Sebastian & Sons: A Brief History of Mrdangam Makers
By T.M. Krishna,
Context
Mrdangam. Shutterstock
This marvellously evocative work by one of India’s finest exponents of classical music is not only an honest attempt to locate his own privileged position in a stratified musical ecosystem but also a richly documented literary effort to identify the nameless, faceless makers of a percussion instrument that is integral to Carnatic music.
The Double X Economy
By Linda Scott,
Faber & Faber
This incisive commentary on patriarchy traces its inception to pre-capitalist modes of production, predating private property and settled cultivation, enveloping warrior, nomadic, foraging and Paleolithic communities in its toxic embrace.
The Lost Art of Scripture: Rescuing the Sacred Texts
By Karen Armstrong,
Random House
Handwritten Torah scroll.

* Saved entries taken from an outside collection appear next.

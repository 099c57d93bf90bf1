//! Session hub error types.
//!
//! Provides strongly-typed errors for hub operations:
//! - Observer delivery (send to a single connection)
//! - Event routing (events for unknown observers)
//! - Configuration validation

use thiserror::Error;

use crate::registry::ObserverId;

/// A send to one observer failed.
///
/// Never surfaced past the hub: the failing observer is removed from the
/// registry and the broadcast continues with the rest.
#[derive(Error, Debug, Clone, PartialEq, Eq)]
pub enum TransportError {
    /// The connection behind the observer is gone.
    #[error("observer connection closed")]
    Closed,

    /// The connection refused the message.
    #[error("send rejected: {0}")]
    Rejected(String),
}

/// Errors that can occur while processing hub events.
#[derive(Error, Debug, Clone, PartialEq, Eq)]
pub enum HubError {
    /// Event for an observer that is not registered.
    ///
    /// Occurs when text arrives after the observer was dropped (disconnect or
    /// failed send). Transient - the client can reconnect.
    #[error("observer not found: {0}")]
    ObserverNotFound(ObserverId),
}

/// Invalid hub configuration.
#[derive(Error, Debug, Clone, PartialEq, Eq)]
pub enum ConfigError {
    /// Runs execute inline on the runtime, so their size is capped.
    #[error("bit count {bit_count} exceeds maximum {max}")]
    BitCountTooLarge {
        /// Requested qubits per run
        bit_count: usize,
        /// Configured cap
        max: usize,
    },
}
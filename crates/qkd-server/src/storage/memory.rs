use std::{
    collections::BTreeMap,
    sync::{Arc, PoisonError, RwLock},
};

use qkd_proto::http::FileEntry;

use super::{Storage, StorageError, validate_name};

/// In-memory storage implementation for testing and simulation
///
/// Files live in a `BTreeMap`, so listing is already sorted. State is shared
/// through `Arc<RwLock<_>>`; a poisoned lock is recovered since the map holds
/// no invariants beyond its entries.
#[derive(Clone, Default)]
pub struct MemoryStorage {
    files: Arc<RwLock<BTreeMap<String, Vec<u8>>>>,
}

impl MemoryStorage {
    /// Create a new empty `MemoryStorage`
    pub fn new() -> Self {
        Self::default()
    }

    /// Number of stored files.
    pub fn file_count(&self) -> usize {
        self.files.read().unwrap_or_else(PoisonError::into_inner).len()
    }
}

impl Storage for MemoryStorage {
    fn put(&self, name: &str, bytes: &[u8]) -> Result<(), StorageError> {
        validate_name(name)?;

        let mut files = self.files.write().unwrap_or_else(PoisonError::into_inner);
        files.insert(name.to_string(), bytes.to_vec());
        Ok(())
    }

    fn list(&self) -> Result<Vec<FileEntry>, StorageError> {
        let files = self.files.read().unwrap_or_else(PoisonError::into_inner);
        Ok(files
            .iter()
            .map(|(name, bytes)| FileEntry { name: name.clone(), size: bytes.len() as u64 })
            .collect())
    }

    fn get(&self, name: &str) -> Result<Vec<u8>, StorageError> {
        let files = self.files.read().unwrap_or_else(PoisonError::into_inner);
        files.get(name).cloned().ok_or_else(|| StorageError::NotFound(name.to_string()))
    }
}

#[cfg(test)]
mod tests {
    use super::*;

    #[test]
    fn put_then_get() {
        let storage = MemoryStorage::new();

        storage.put("scan.txt", b"hello").unwrap();

        assert_eq!(storage.get("scan.txt").unwrap(), b"hello");
        assert_eq!(storage.file_count(), 1);
    }

    #[test]
    fn put_overwrites() {
        let storage = MemoryStorage::new();

        storage.put("scan.txt", b"old").unwrap();
        storage.put("scan.txt", b"newer").unwrap();

        assert_eq!(storage.get("scan.txt").unwrap(), b"newer");
        assert_eq!(storage.list().unwrap(), vec![FileEntry { name: "scan.txt".into(), size: 5 }]);
    }

    #[test]
    fn list_is_sorted_by_name() {
        let storage = MemoryStorage::new();
        storage.put("b", b"22").unwrap();
        storage.put("a", b"1").unwrap();

        let names: Vec<_> = storage.list().unwrap().into_iter().map(|f| f.name).collect();
        assert_eq!(names, vec!["a", "b"]);
    }

    #[test]
    fn missing_file_is_not_found() {
        let storage = MemoryStorage::new();
        assert_eq!(storage.get("nope"), Err(StorageError::NotFound("nope".to_string())));
    }

    #[test]
    fn clones_share_files() {
        let storage = MemoryStorage::new();
        let clone = storage.clone();

        clone.put("shared", b"x").unwrap();
        assert_eq!(storage.get("shared").unwrap(), b"x");
    }

    #[test]
    fn invalid_name_is_rejected_before_write() {
        let storage = MemoryStorage::new();

        assert!(matches!(storage.put("../x", b"x"), Err(StorageError::InvalidName(_))));
        assert_eq!(storage.file_count(), 0);
    }
}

Shutterstock
Scriptural texts, Karen Armstrong argues refreshingly, are ‘works in progress’ whose messages need to be revisited, reinterpreted and revised in order to keep them relevant. The growing distance between sacred books and their public consumption could be attributed to their prescriptive nature. Armstrong says that the original purpose of scriptures must be retrieved for these texts to be able to speak to us today.
1971: A People’s History from Bangladesh, Pakistan and India
By Anam Zakaria,
Penguin
Focusing on the interplay between memory and amnesia, Anam Zakaria posits that a single momentous event can lend itself to competing narratives.
The Address Book: What Street Addresses Reveal about Identity, Race, Wealth and Power
By Deirdre Mask,
Profile
A collection of Street Addresses. The Telegraph
This compelling collection of micro-histories liberates street addresses from their mundane, functional role and imagines them to be revelatory municipal tool kits that lay bare some of the fundamental questions and inequities that confront modern life and social organization.
I Could Not Be Hindu: The Story of a Dalit in The RSS
By Bhanwar Meghwanshi,
Navayana
This personal narrative shows that in spite of the political resurgence of Hindutva among the oppressed castes, Hindu nationalism retains its inherent exclusionary character.
Uncivil City: Ecology, Equity and the Commons in Delhi
By Amita Baviskar,
Sage and Yoda
Amita Baviskar’s book challenges the embedded elitism in Delhi’s urban environmentalism, proposing to reimagine environment as an interconnected mesh that should include wetlands, streets and the greens.
Vernacular Medicine in Colonial India: Family, Market and Homoeopathy
By Shinjini Das,
Cambridge
A valuable addition to the scholarship on the colonial history of the interactions between Western and South Asian medical systems, this volume could serve as a model to augment research into newer, relevant areas.
Rummage: A History of the Things we have reused, recycled and refused to let go
By Emily Cockayne,
Profile
An artist's impression of a Rummage Sale. Pinterest
Expanding the cultural and geographical arcs of recycling, Emily Cockayne’s book says that the planet’s future may depend on the magic of jugaad.